START Extracted entries
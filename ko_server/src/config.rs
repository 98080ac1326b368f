//! Server configuration management.
//!
//! Consolidates all environment variable reads and provides validated configuration.

use knockout::db::{DatabaseConfig, DatabaseConfigError};
use std::net::SocketAddr;
use std::str::FromStr;

/// Default bind address
pub const DEFAULT_BIND: &str = "127.0.0.1:8080";

/// Entity store the server runs on
#[derive(Debug, Clone, Copy, PartialEq, Eq)]
pub enum StorageBackend {
    Postgres,
    Memory,
}

impl FromStr for StorageBackend {
    type Err = String;

    fn from_str(s: &str) -> Result<Self, Self::Err> {
        match s.trim().to_lowercase().as_str() {
            "postgres" | "postgresql" => Ok(StorageBackend::Postgres),
            "memory" => Ok(StorageBackend::Memory),
            other => Err(format!("unknown storage backend '{other}'")),
        }
    }
}

/// Complete server configuration loaded from environment variables
#[derive(Debug, Clone)]
pub struct ServerConfig {
    /// Server bind address
    pub bind: SocketAddr,
    /// Storage backend
    pub storage: StorageBackend,
    /// Database configuration (used by the PostgreSQL backend)
    pub database: DatabaseConfig,
    /// Prometheus listener, disabled when unset
    pub metrics_bind: Option<SocketAddr>,
    /// Fixed seed for the bracket draw
    pub draw_seed: Option<u64>,
}

/// Command-line overrides
#[derive(Debug, Clone, Default)]
pub struct Overrides {
    pub bind: Option<SocketAddr>,
    pub database_url: Option<String>,
    pub memory: bool,
}

impl ServerConfig {
    /// Load configuration from environment variables
    ///
    /// # Errors
    ///
    /// Returns error if a variable is set to an invalid value
    pub fn from_env(overrides: Overrides) -> Result<Self, ConfigError> {
        Self::from_vars(|key| std::env::var(key).ok(), overrides)
    }

    /// Load configuration from an arbitrary variable source
    pub fn from_vars<F>(vars: F, overrides: Overrides) -> Result<Self, ConfigError>
    where
        F: Fn(&str) -> Option<String>,
    {
        let bind = match overrides.bind {
            Some(bind) => bind,
            None => parse_var(&vars, "SERVER_BIND")?.unwrap_or(default_bind()),
        };

        let storage = if overrides.memory {
            StorageBackend::Memory
        } else {
            parse_var(&vars, "STORAGE_BACKEND")?.unwrap_or(StorageBackend::Postgres)
        };

        let database_url = overrides
            .database_url
            .or_else(|| vars("DATABASE_URL"))
            .unwrap_or_else(|| DatabaseConfig::development().database_url);
        let database = DatabaseConfig::from_env_with_url(database_url)?;

        Ok(ServerConfig {
            bind,
            storage,
            database,
            metrics_bind: parse_var(&vars, "METRICS_BIND")?,
            draw_seed: parse_var(&vars, "DRAW_SEED")?,
        })
    }

    /// Validate configuration after loading
    pub fn validate(&self) -> Result<(), ConfigError> {
        if self.storage == StorageBackend::Postgres {
            if self.database.max_connections == 0 {
                return Err(ConfigError::Invalid {
                    var: "DB_MAX_CONNECTIONS".to_string(),
                    reason: "Must be greater than 0".to_string(),
                });
            }

            if self.database.min_connections > self.database.max_connections {
                return Err(ConfigError::Invalid {
                    var: "DB_MIN_CONNECTIONS".to_string(),
                    reason: format!(
                        "Cannot exceed max connections ({})",
                        self.database.max_connections
                    ),
                });
            }
        }

        if self.metrics_bind == Some(self.bind) {
            return Err(ConfigError::Invalid {
                var: "METRICS_BIND".to_string(),
                reason: format!("Must differ from the server bind address ({})", self.bind),
            });
        }

        Ok(())
    }
}

/// Configuration error types
#[derive(Debug, thiserror::Error)]
pub enum ConfigError {
    #[error("Invalid configuration for {var}: {reason}")]
    Invalid { var: String, reason: String },

    #[error("Invalid database configuration: {0}")]
    Database(#[from] DatabaseConfigError),
}

fn default_bind() -> SocketAddr {
    SocketAddr::from(([127, 0, 0, 1], 8080))
}

/// Parse an optional variable; a set but unparsable value is an error
fn parse_var<F, T>(vars: &F, key: &str) -> Result<Option<T>, ConfigError>
where
    F: Fn(&str) -> Option<String>,
    T: FromStr,
{
    match vars(key) {
        Some(value) if !value.trim().is_empty() => {
            value
                .trim()
                .parse()
                .map(Some)
                .map_err(|_| ConfigError::Invalid {
                    var: key.to_string(),
                    reason: format!("Cannot parse '{value}'"),
                })
        }
        _ => Ok(None),
    }
}

#[cfg(test)]
mod tests {
    use super::*;
    use std::collections::HashMap;

    fn vars(pairs: &[(&str, &str)]) -> impl Fn(&str) -> Option<String> {
        let map: HashMap<String, String> = pairs
            .iter()
            .map(|(k, v)| (k.to_string(), v.to_string()))
            .collect();
        move |key| map.get(key).cloned()
    }

    #[test]
    fn test_defaults() {
        let config = ServerConfig::from_vars(vars(&[]), Overrides::default()).unwrap();
        assert_eq!(config.bind, DEFAULT_BIND.parse::<SocketAddr>().unwrap());
        assert_eq!(config.storage, StorageBackend::Postgres);
        assert!(config.metrics_bind.is_none());
        assert!(config.draw_seed.is_none());
        assert!(config.validate().is_ok());
    }

    #[test]
    fn test_variables_are_read() {
        let config = ServerConfig::from_vars(
            vars(&[
                ("SERVER_BIND", "0.0.0.0:9000"),
                ("STORAGE_BACKEND", "Memory"),
                ("METRICS_BIND", "0.0.0.0:9090"),
                ("DRAW_SEED", "42"),
                ("DATABASE_URL", "postgres://bracket@db/knockout"),
            ]),
            Overrides::default(),
        )
        .unwrap();

        assert_eq!(config.bind.port(), 9000);
        assert_eq!(config.storage, StorageBackend::Memory);
        assert_eq!(config.metrics_bind.unwrap().port(), 9090);
        assert_eq!(config.draw_seed, Some(42));
        assert_eq!(config.database.database_url, "postgres://bracket@db/knockout");
    }

    #[test]
    fn test_overrides_win() {
        let config = ServerConfig::from_vars(
            vars(&[("SERVER_BIND", "0.0.0.0:9000"), ("STORAGE_BACKEND", "postgres")]),
            Overrides {
                bind: Some("127.0.0.1:7000".parse().unwrap()),
                database_url: Some("postgres://override/db".to_string()),
                memory: true,
            },
        )
        .unwrap();

        assert_eq!(config.bind.port(), 7000);
        assert_eq!(config.storage, StorageBackend::Memory);
        assert_eq!(config.database.database_url, "postgres://override/db");
    }

    #[test]
    fn test_invalid_values_are_reported() {
        let err = ServerConfig::from_vars(vars(&[("DRAW_SEED", "abc")]), Overrides::default())
            .unwrap_err();
        assert!(matches!(err, ConfigError::Invalid { ref var, .. } if var == "DRAW_SEED"));

        let err = ServerConfig::from_vars(
            vars(&[("STORAGE_BACKEND", "redis")]),
            Overrides::default(),
        )
        .unwrap_err();
        assert!(err.to_string().contains("STORAGE_BACKEND"));
    }

    #[test]
    fn test_validation_metrics_bind_collision() {
        let mut config = ServerConfig::from_vars(vars(&[]), Overrides::default()).unwrap();
        config.metrics_bind = Some(config.bind);

        let err = config.validate().unwrap_err();
        assert!(matches!(err, ConfigError::Invalid { .. }));
    }

    #[test]
    fn test_validation_pool_sizes() {
        let mut config = ServerConfig::from_vars(vars(&[]), Overrides::default()).unwrap();
        config.database.min_connections = config.database.max_connections + 1;
        assert!(config.validate().is_err());

        // Pool sizes do not matter without PostgreSQL
        config.storage = StorageBackend::Memory;
        assert!(config.validate().is_ok());
    }
}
END Extracted entries
Work to be completed:
Set down the entries again exactly as they are.

Response area:
filename ko_server/src/config.rs
repository 98080ac1326b368f
//! Server configuration management.
//!
//! Consolidates all environment variable reads and provides validated configuration.

use knockout::db::{DatabaseConfig, DatabaseConfigError};
use std::net::SocketAddr;
use std::str::FromStr;

/// Default bind address
pub const DEFAULT_BIND: &str = "127.0.0.1:8080";

/// Entity store the server runs on
#[derive(Debug, Clone, Copy, PartialEq, Eq)]
pub enum StorageBackend {
    Postgres,
    Memory,
}

impl FromStr for StorageBackend {
    type Err = String;

    fn from_str(s: &str) -> Result<Self, Self::Err> {
        match s.trim().to_lowercase().as_str() {
            "postgres" | "postgresql" => Ok(StorageBackend::Postgres),
            "memory" => Ok(StorageBackend::Memory),
            other => Err(format!("unknown storage backend '{other}'")),
        }
    }
}

/// Complete server configuration loaded from environment variables
#[derive(Debug, Clone)]
pub struct ServerConfig {
    /// Server bind address
    pub bind: SocketAddr,
    /// Storage backend
    pub storage: StorageBackend,
    /// Database configuration (used by the PostgreSQL backend)
    pub database: DatabaseConfig,
    /// Prometheus listener, disabled when unset
    pub metrics_bind: Option<SocketAddr>,
    /// Fixed seed for the bracket draw
    pub draw_seed: Option<u64>,
}

/// Command-line overrides
#[derive(Debug, Clone, Default)]
pub struct Overrides {
    pub bind: Option<SocketAddr>,
    pub database_url: Option<String>,
    pub memory: bool,
}

impl ServerConfig {
    /// Load configuration from environment variables
    ///
    /// # Errors
    ///
    /// Returns error if a variable is set to an invalid value
    pub fn from_env(overrides: Overrides) -> Result<Self, ConfigError> {
        Self::from_vars(|key| std::env::var(key).ok(), overrides)
    }

    /// Load configuration from an arbitrary variable source
    pub fn from_vars<F>(vars: F, overrides: Overrides) -> Result<Self, ConfigError>
    where
        F: Fn(&str) -> Option<String>,
    {
        let bind = match overrides.bind {
            Some(bind) => bind,
            None => parse_var(&vars, "SERVER_BIND")?.unwrap_or(default_bind()),
        };

        let storage = if overrides.memory {
            StorageBackend::Memory
        } else {
            parse_var(&vars, "STORAGE_BACKEND")?.unwrap_or(StorageBackend::Postgres)
        };

        let database_url = overrides
            .database_url
            .or_else(|| vars("DATABASE_URL"))
            .unwrap_or_else(|| DatabaseConfig::development().database_url);
        let database = DatabaseConfig::from_env_with_url(database_url)?;

        Ok(ServerConfig {
            bind,
            storage,
            database,
            metrics_bind: parse_var(&vars, "METRICS_BIND")?,
            draw_seed: parse_var(&vars, "DRAW_SEED")?,
        })
    }

    /// Validate configuration after loading
    pub fn validate(&self) -> Result<(), ConfigError> {
        if self.storage == StorageBackend::Postgres {
            if self.database.max_connections == 0 {
                return Err(ConfigError::Invalid {
                    var: "DB_MAX_CONNECTIONS".to_string(),
                    reason: "Must be greater than 0".to_string(),
                });
            }

            if self.database.min_connections > self.database.max_connections {
                return Err(ConfigError::Invalid {
                    var: "DB_MIN_CONNECTIONS".to_string(),
                    reason: format!(
                        "Cannot exceed max connections ({})",
                        self.database.max_connections
                    ),
                });
            }
        }

        if self.metrics_bind == Some(self.bind) {
            return Err(ConfigError::Invalid {
                var: "METRICS_BIND".to_string(),
                reason: format!("Must differ from the server bind address ({})", self.bind),
            });
        }

        Ok(())
    }
}

/// Configuration error types
#[derive(Debug, thiserror::Error)]
pub enum ConfigError {
    #[error("Invalid configuration for {var}: {reason}")]
    Invalid { var: String, reason: String },

    #[error("Invalid database configuration: {0}")]
    Database(#[from] DatabaseConfigError),
}

fn default_bind() -> SocketAddr {
    SocketAddr::from(([127, 0, 0, 1], 8080))
}

/// Parse an optional variable; a set but unparsable value is an error
fn parse_var<F, T>(vars: &F, key: &str) -> Result<Option<T>, ConfigError>
where
    F: Fn(&str) -> Option<String>,
    T: FromStr,
{
    match vars(key) {
        Some(value) if !value.trim().is_empty() => {
            value
                .trim()
                .parse()
                .map(Some)
                .map_err(|_| ConfigError::Invalid {
                    var: key.to_string(),
                    reason: format!("Cannot parse '{value}'"),
                })
        }
        _ => Ok(None),
    }
}

#[cfg(test)]
mod tests {
    use super::*;
    use std::collections::HashMap;

    fn vars(pairs: &[(&str, &str)]) -> impl Fn(&str) -> Option<String> {
        let map: HashMap<String, String> = pairs
            .iter()
            .map(|(k, v)| (k.to_string(), v.to_string()))
            .collect();
        move |key| map.get(key).cloned()
    }

    #[test]
    fn test_defaults() {
        let config = ServerConfig::from_vars(vars(&[]), Overrides::default()).unwrap();
        assert_eq!(config.bind, DEFAULT_BIND.parse::<SocketAddr>().unwrap());
        assert_eq!(config.storage, StorageBackend::Postgres);
        assert!(config.metrics_bind.is_none());
        assert!(config.draw_seed.is_none());
        assert!(config.validate().is_ok());
    }

    #[test]
    fn test_variables_are_read() {
        let config = ServerConfig::from_vars(
            vars(&[
                ("SERVER_BIND", "0.0.0.0:9000"),
                ("STORAGE_BACKEND", "Memory"),
                ("METRICS_BIND", "0.0.0.0:9090"),
                ("DRAW_SEED", "42"),
                ("DATABASE_URL", "postgres://bracket@db/knockout"),
            ]),
            Overrides::default(),
        )
        .unwrap();

        assert_eq!(config.bind.port(), 9000);
        assert_eq!(config.storage, StorageBackend::Memory);
        assert_eq!(config.metrics_bind.unwrap().port(), 9090);
        assert_eq!(config.draw_seed, Some(42));
        assert_eq!(config.database.database_url, "postgres://bracket@db/knockout");
    }

    #[test]
    fn test_overrides_win() {
        let config = ServerConfig::from_vars(
            vars(&[("SERVER_BIND", "0.0.0.0:9000"), ("STORAGE_BACKEND", "postgres")]),
            Overrides {
                bind: Some("127.0.0.1:7000".parse().unwrap()),
                database_url: Some("postgres://override/db".to_string()),
                memory: true,
            },
        )
        .unwrap();

        assert_eq!(config.bind.port(), 7000);
        assert_eq!(config.storage, StorageBackend::Memory);
        assert_eq!(config.database.database_url, "postgres://override/db");
    }

    #[test]
    fn test_invalid_values_are_reported() {
        let err = ServerConfig::from_vars(vars(&[("DRAW_SEED", "abc")]), Overrides::default())
            .unwrap_err();
        assert!(matches!(err, ConfigError::Invalid { ref var, .. } if var == "DRAW_SEED"));

        let err = ServerConfig::from_vars(
            vars(&[("STORAGE_BACKEND", "redis")]),
            Overrides::default(),
        )
        .unwrap_err();
        assert!(err.to_string().contains("STORAGE_BACKEND"));
    }

    #[test]
    fn test_validation_metrics_bind_collision() {
        let mut config = ServerConfig::from_vars(vars(&[]), Overrides::default()).unwrap();
        config.metrics_bind = Some(config.bind);

        let err = config.validate().unwrap_err();
        assert!(matches!(err, ConfigError::Invalid { .. }));
    }

    #[test]
    fn test_validation_pool_sizes() {
        let mut config = ServerConfig::from_vars(vars(&[]), Overrides::default()).unwrap();
        config.database.min_connections = config.database.max_connections + 1;
        assert!(config.validate().is_err());

        // Pool sizes do not matter without PostgreSQL
        config.storage = StorageBackend::Memory;
        assert!(config.validate().is_ok());
    }
}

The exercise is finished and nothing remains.